El año pasado lo hice mal. Me dió pena retirar el comedero de aves que tengo colgando en el patio de manzana y estuve alimentando a mis pajaritos hasta bien entrado el mes de junio. ¡Mal, muy mal! Hay que interrumpir en primavera, porque sino interferimos negativamente en su ciclo biológico como animales salvajes que son.
Pero este abril lo he hecho bien y he retirado poco a poco el comedero. Ya no vendrán a alegrarme la mañana mis queridos verderones, serines, gorriones y estrildas. Ni tampoco mis no tan queridas tórtolas, que las muy listas -iba a decir otra cosa- finalmente aprendieron como alimentarse en un comedero que no era precisamente para ellas.
Les voy a echar de menos, con lo que me gusta alimentar a la gente, incluyendo seres humanos. En la foto, dos de mis comensales habituales, un verderón y una estrilda, esperando turno educadamente, cosa que no siempre ocurre. ¡Ya siento el síndrome del comedero vacío!
Pero como van a seguir revoloteando por el patio de manzana, donde hay árboles y frutos en abundancia, creo que voy a concentrarme en identificar mejor sus cantos, aprovechando las lecciones de mi admirada Mireia Querol, cuyo blog recomiendo a todos los enamorados de la naturaleza.
Es curioso porque cuando oigo hablar del síndrome del nido vacío, referido al momento en que la prole se va de casa, no recuerdo haberlo sufrido mucho.
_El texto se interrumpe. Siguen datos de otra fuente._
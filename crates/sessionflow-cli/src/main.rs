#![forbid(unsafe_code)]

fn main() {
    if let Err(error) = sessionflow_cli::run_from_env() {
        eprintln!("{error}");
        std::process::exit(error.exit_code());
    }
}
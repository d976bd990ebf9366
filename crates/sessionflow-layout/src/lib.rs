#![forbid(unsafe_code)]

//! Session flow layout.
//!
//! Turns a flat batch of timestamped, session-tagged interaction events into
//! a layered Sankey-style diagram: one node per event type, one link per
//! observed transition, with every band position precomputed for a renderer.
//!
//! ```
//! use sessionflow_layout::{compute_flow_layout, Event, LayoutConfig};
//!
//! let events = vec![
//!     Event::new("session_start", "s1", 0),
//!     Event::new("page_view", "s1", 10),
//!     Event::new("session_end", "s1", 20),
//! ];
//! let outcome = compute_flow_layout(&events, &LayoutConfig::default());
//! let layout = outcome.layout().expect("one session with three types");
//! assert_eq!(layout.node("session_start").map(|n| n.level), Some(0));
//! assert_eq!(layout.links.len(), 2);
//! ```

pub mod cache;
pub mod config;
pub mod debug;
pub mod engine;
pub mod event;
pub mod events;
pub mod layout;
pub mod levels;
pub mod palette;
pub mod sequence;
pub mod stats;

pub use cache::{FlowLayoutCache, FlowLayoutCacheStats, FlowLayoutKey};
pub use config::{ConfigError, LayoutConfig, LevelBounds};
pub use debug::{BandOverflow, BandSide, LayoutViolation, LevelRecord};
pub use engine::compute_flow_layout;
pub use event::Event;
pub use events::{EventLoadError, load_events, parse_events};
pub use layout::{FlowLayout, FlowLink, FlowNode, FlowOutcome, FlowSummary};
pub use palette::ColorTable;
//! Session partitioning and run-length collapse.
//!
//! Events are grouped by session id (in order of first appearance), ordered
//! by timestamp within each session, and reduced to the sequence of distinct
//! consecutive event types. A session only contributes to the flow when its
//! collapsed sequence holds at least two entries: the diagram shows
//! transitions, not dwell time.

use rustc_hash::FxHashMap;

use crate::event::Event;

/// Minimum collapsed length for a session to be retained.
pub const MIN_SEQUENCE_LEN: usize = 2;

/// The collapsed type sequence of one retained session.
#[derive(Debug, Clone, PartialEq, Eq)]
pub struct SessionSequence<'a> {
    /// Session identifier shared by every event of the sequence.
    pub session_id: &'a str,
    /// Event types with consecutive duplicates removed.
    pub kinds: Vec<&'a str>,
}

impl SessionSequence<'_> {
    /// Number of positions in the collapsed sequence.
    #[inline]
    pub fn len(&self) -> usize {
        self.kinds.len()
    }

    /// Returns true if the sequence holds no positions.
    #[inline]
    pub fn is_empty(&self) -> bool {
        self.kinds.is_empty()
    }

    /// Adjacent `(source, target)` pairs in sequence order.
    pub fn transitions(&self) -> impl Iterator<Item = (&str, &str)> + '_ {
        self.kinds.windows(2).map(|pair| (pair[0], pair[1]))
    }
}

/// All retained session sequences of one event batch, plus bookkeeping.
#[derive(Debug, Clone, Default)]
pub struct SessionSequences<'a> {
    sequences: Vec<SessionSequence<'a>>,
    sessions_considered: usize,
    sessions_discarded: usize,
    events_considered: usize,
}

impl<'a> SessionSequences<'a> {
    /// Retained sequences in order of first session appearance.
    #[inline]
    pub fn sequences(&self) -> &[SessionSequence<'a>] {
        &self.sequences
    }

    /// Number of distinct session ids seen in the batch.
    #[inline]
    pub fn sessions_considered(&self) -> usize {
        self.sessions_considered
    }

    /// Number of sessions whose collapsed sequence was too short.
    #[inline]
    pub fn sessions_discarded(&self) -> usize {
        self.sessions_discarded
    }

    /// Number of raw events in the batch.
    #[inline]
    pub fn events_considered(&self) -> usize {
        self.events_considered
    }

    /// Returns true if no session survived the collapse filter.
    #[inline]
    pub fn is_empty(&self) -> bool {
        self.sequences.is_empty()
    }
}

/// Partition `events` by session, order each session by timestamp and
/// collapse consecutive duplicate types.
///
/// Both the partitioning and the per-session sort are stable: sessions keep
/// the order in which their id first appears, and events sharing a timestamp
/// keep their input order.
pub fn collapse_sessions(events: &[Event]) -> SessionSequences<'_> {
    let mut slots: FxHashMap<&str, usize> = FxHashMap::default();
    let mut partitions: Vec<(&str, Vec<&Event>)> = Vec::new();

    for event in events {
        let slot = *slots.entry(event.session_id.as_str()).or_insert_with(|| {
            partitions.push((event.session_id.as_str(), Vec::new()));
            partitions.len() - 1
        });
        partitions[slot].1.push(event);
    }

    let sessions_considered = partitions.len();
    let mut sequences = Vec::with_capacity(partitions.len());
    let mut sessions_discarded = 0;

    for (session_id, mut batch) in partitions {
        batch.sort_by_key(|event| event.timestamp);
        let kinds = collapse_runs(batch.iter().map(|event| event.kind.as_str()));
        if kinds.len() < MIN_SEQUENCE_LEN {
            sessions_discarded += 1;
            continue;
        }
        sequences.push(SessionSequence { session_id, kinds });
    }

    SessionSequences {
        sequences,
        sessions_considered,
        sessions_discarded,
        events_considered: events.len(),
    }
}

/// Drop every item equal to the one emitted just before it.
pub fn collapse_runs<'a>(kinds: impl IntoIterator<Item = &'a str>) -> Vec<&'a str> {
    let mut out: Vec<&'a str> = Vec::new();
    for kind in kinds {
        if out.last() != Some(&kind) {
            out.push(kind);
        }
    }
    out
}
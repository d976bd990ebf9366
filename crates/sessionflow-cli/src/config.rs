use std::path::PathBuf;

use clap::Args;

use crate::error::Result;
use crate::input::{load_config, write_output};

#[derive(Debug, Clone, Args)]
pub struct ConfigArgs {
    /// Config file to validate. Defaults are printed when omitted.
    #[arg(long)]
    pub config: Option<PathBuf>,
}

pub fn run_config(args: ConfigArgs) -> Result<()> {
    let text = effective_config(&args)?;
    write_output(None, &text)
}

/// The validated config as TOML.
pub fn effective_config(args: &ConfigArgs) -> Result<String> {
    let config = load_config(args.config.as_deref())?;
    Ok(config.to_toml_string()?)
}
Tal vez porque mi hija fue un ave nómada y después de cursar un Erasmus en Italia no paró de explorar y buscarse la vida por otros continentes: Colombia, Australia, Canadá.
No quiere eso decir que no la echábamos de menos, pero al acostumbrarnos más bien pronto a su ausencia, casi vivíamos como extraordinario que parara en casa. En fin… c’est la vie!.
Me consuelo pensando que de la misma manera que el descanso forma parte del entrenamiento, tal vez la ausencia forma parte de la cercanía y del cariño.